(Saved data entries)

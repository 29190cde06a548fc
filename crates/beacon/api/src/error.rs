use thiserror::Error;

/// Orchestrator unreachable or unauthorized. Fatal: there is nothing to
/// reconcile against, so the cycle aborts before any writes.
#[derive(Clone, Debug, Error)]
#[error("failed to discover services: {reason}")]
pub struct DiscoveryError {
    pub reason: String,
}

/// Identity registry unreadable or unwritable. Fatal and fail-closed: going
/// on without the registry could hand out colliding numeric ids.
#[derive(Clone, Debug, Error)]
pub enum AllocationError {
    #[error("failed to load the identity registry: {reason}")]
    Load { reason: String },
    #[error("failed to store the identity registry: {reason}")]
    Store { reason: String },
    #[error("identity registry kept changing concurrently; gave up after {retries} retries")]
    Conflict { retries: usize },
}

/// Template misuse, fatal to a single descriptor only; the rest of the batch
/// proceeds.
#[derive(Clone, Debug, Error)]
pub enum RenderError {
    #[error("failed to parse the dashboard template: {reason}")]
    Parse { reason: String },
    #[error("failed to render dashboard {key}: {reason}")]
    Unresolved { key: String, reason: String },
    #[error("rendered dashboard {key} is not a well-formed document: {reason}")]
    MalformedOutput { key: String, reason: String },
}

impl RenderError {
    pub fn key(&self) -> Option<&str> {
        match self {
            Self::Parse { .. } => None,
            Self::Unresolved { key, .. } | Self::MalformedOutput { key, .. } => Some(key),
        }
    }
}

/// One sink operation failed. Recorded against the sink after bounded
/// retries; never aborts the other sink.
#[derive(Clone, Debug, Error)]
pub enum TargetError {
    #[error("failed to list dashboards on {target}: {reason}")]
    List { target: String, reason: String },
    #[error("failed to write dashboard {key} to {target}: {reason}")]
    Put {
        target: String,
        key: String,
        reason: String,
    },
    #[error("failed to delete dashboard {key} from {target}: {reason}")]
    Delete {
        target: String,
        key: String,
        reason: String,
    },
    #[error("failed to flush {count} staged changes to {target}: {reason}")]
    Flush {
        target: String,
        count: usize,
        reason: String,
    },
}

impl TargetError {
    pub fn target(&self) -> &str {
        match self {
            Self::List { target, .. }
            | Self::Put { target, .. }
            | Self::Delete { target, .. }
            | Self::Flush { target, .. } => target,
        }
    }

    pub fn key(&self) -> Option<&str> {
        match self {
            Self::List { .. } | Self::Flush { .. } => None,
            Self::Put { key, .. } | Self::Delete { key, .. } => Some(key),
        }
    }
}

/// Conditions that abort a whole reconciliation cycle before any sink writes.
#[derive(Debug, Error)]
pub enum CycleError {
    #[error(transparent)]
    Discovery(#[from] DiscoveryError),
    #[error(transparent)]
    Allocation(#[from] AllocationError),
    #[error("failed to fetch the dashboard template: {reason}")]
    TemplateUnavailable { reason: String },
    #[error("reconciliation deadline exceeded after {seconds}s")]
    DeadlineExceeded { seconds: u64 },
}
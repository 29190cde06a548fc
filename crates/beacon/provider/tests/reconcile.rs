use std::collections::BTreeSet;
use std::sync::Mutex;

use anyhow::Result;
use async_trait::async_trait;
use beacon_api::{error::DiscoveryError, service::ServiceDescriptor};
use beacon_provider::{
    discovery::ServiceSource,
    reconcile::Reconciler,
    registry::MemoryRegistryStore,
    storage::MemoryStore,
    template::TemplateSource,
};

const TEMPLATE: &str = r#"{
  "uid": "{{ uid }}",
  "id": {{ numericId }},
  "title": "{{ title }}",
  "tags": ["{{ namespace }}", "{{ name }}"],
  "panels": [
    {
      "targets": [
        { "expr": "up{job=~\"{{ selectorPrefix }}-.*\"}" }
      ]
    }
  ]
}"#;

/// Discovery pinned to a test-controlled service set.
struct FixedServices {
    services: Mutex<BTreeSet<ServiceDescriptor>>,
}

impl FixedServices {
    fn new(pairs: &[(&str, &str)]) -> Self {
        Self {
            services: Mutex::new(batch(pairs)),
        }
    }

    fn set(&self, pairs: &[(&str, &str)]) {
        *self.services.lock().unwrap() = batch(pairs);
    }
}

#[async_trait]
impl ServiceSource for FixedServices {
    async fn discover(&self) -> Result<BTreeSet<ServiceDescriptor>, DiscoveryError> {
        Ok(self.services.lock().unwrap().clone())
    }
}

struct FixedTemplate(&'static str);

#[async_trait]
impl TemplateSource for FixedTemplate {
    async fn fetch(&self) -> Result<String> {
        Ok(self.0.into())
    }
}

fn batch(pairs: &[(&str, &str)]) -> BTreeSet<ServiceDescriptor> {
    pairs
        .iter()
        .map(|(namespace, name)| ServiceDescriptor::try_new(namespace, name).unwrap())
        .collect()
}

#[tokio::test]
async fn two_new_services_reach_both_sinks_then_converge() {
    let services = FixedServices::new(&[("internal", "api"), ("internal", "worker")]);
    let registry = MemoryRegistryStore::default();
    let template = FixedTemplate(TEMPLATE);
    let cluster = MemoryStore::new("cluster", true);
    let repository = MemoryStore::new("repository", false);

    let reconciler = Reconciler {
        services: &services,
        registry: &registry,
        template: &template,
        sinks: vec![&cluster, &repository],
    };

    let report = reconciler.reconcile().await.unwrap();
    assert_eq!(report.discovered, 2);
    assert!(report.render_failures.is_empty());
    for sink in &report.sinks {
        assert_eq!(
            sink.created,
            vec!["api-internal".to_string(), "worker-internal".to_string()],
        );
        assert!(sink.failures.is_empty());
    }

    // identities follow the stable (namespace, name) order
    let snapshot = registry.snapshot();
    assert_eq!(snapshot.identities["api-internal"], 1);
    assert_eq!(snapshot.identities["worker-internal"], 2);

    let api: serde_json::Value =
        serde_json::from_str(&cluster.contents()["api-internal"]).unwrap();
    assert_eq!(api["uid"], "api-internal");
    assert_eq!(api["id"], 1);
    assert_eq!(cluster.contents(), repository.contents());

    // an immediate second cycle must be a no-op on both sinks
    let report = reconciler.reconcile().await.unwrap();
    for sink in &report.sinks {
        assert_eq!(sink.operations(), 0);
        assert_eq!(sink.unchanged, 2);
    }
}

#[tokio::test]
async fn removed_services_prune_the_cluster_but_stay_in_history() {
    let services = FixedServices::new(&[("internal", "api"), ("internal", "worker")]);
    let registry = MemoryRegistryStore::default();
    let template = FixedTemplate(TEMPLATE);
    let cluster = MemoryStore::new("cluster", true);
    let repository = MemoryStore::new("repository", false);

    let reconciler = Reconciler {
        services: &services,
        registry: &registry,
        template: &template,
        sinks: vec![&cluster, &repository],
    };
    reconciler.reconcile().await.unwrap();

    services.set(&[("internal", "api")]);
    let report = reconciler.reconcile().await.unwrap();

    let by_name = |name: &str| {
        report
            .sinks
            .iter()
            .find(|sink| sink.target == name)
            .unwrap()
    };
    assert_eq!(by_name("cluster").deleted, vec!["worker-internal".to_string()]);
    assert!(by_name("cluster").suppressed.is_empty());

    // the append-only sink reports the same delta without executing it
    assert!(by_name("repository").deleted.is_empty());
    assert_eq!(
        by_name("repository").suppressed,
        vec!["worker-internal".to_string()],
    );

    assert!(!cluster.contents().contains_key("worker-internal"));
    assert!(repository.contents().contains_key("worker-internal"));

    // the orphan keeps its id; a newcomer continues after it
    services.set(&[("internal", "api"), ("internal", "worker"), ("edge", "gateway")]);
    reconciler.reconcile().await.unwrap();

    let snapshot = registry.snapshot();
    assert_eq!(snapshot.identities["worker-internal"], 2);
    assert_eq!(snapshot.identities["gateway-edge"], 3);
}

#[tokio::test]
async fn one_broken_render_never_blocks_or_deletes_the_rest() {
    // the placeholder only breaks for the worker service
    const CONDITIONAL: &str = r#"{
  "uid": "{{ uid }}",
  "id": {{ numericId }}{% if name == "worker" %},
  "legend": "{{ rate }}"{% endif %}
}"#;

    let services = FixedServices::new(&[("internal", "api"), ("internal", "worker")]);
    let registry = MemoryRegistryStore::default();
    let template = FixedTemplate(CONDITIONAL);
    let cluster = MemoryStore::new("cluster", true);
    // the worker dashboard already exists from an earlier, healthy cycle
    cluster.insert("worker-internal", "{\"uid\": \"worker-internal\", \"id\": 2}");

    let reconciler = Reconciler {
        services: &services,
        registry: &registry,
        template: &template,
        sinks: vec![&cluster],
    };

    let report = reconciler.reconcile().await.unwrap();

    assert_eq!(report.render_failures.len(), 1);
    assert_eq!(report.render_failures[0].key, "worker-internal");

    let sink = &report.sinks[0];
    assert_eq!(sink.created, vec!["api-internal".to_string()]);
    // quarantined, not pruned
    assert!(sink.deleted.is_empty());
    assert!(cluster.contents().contains_key("worker-internal"));
}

What to work on: If a line of the data includes the word "usize", it counts; give how many lines do, as a bare number.

Answer space: 2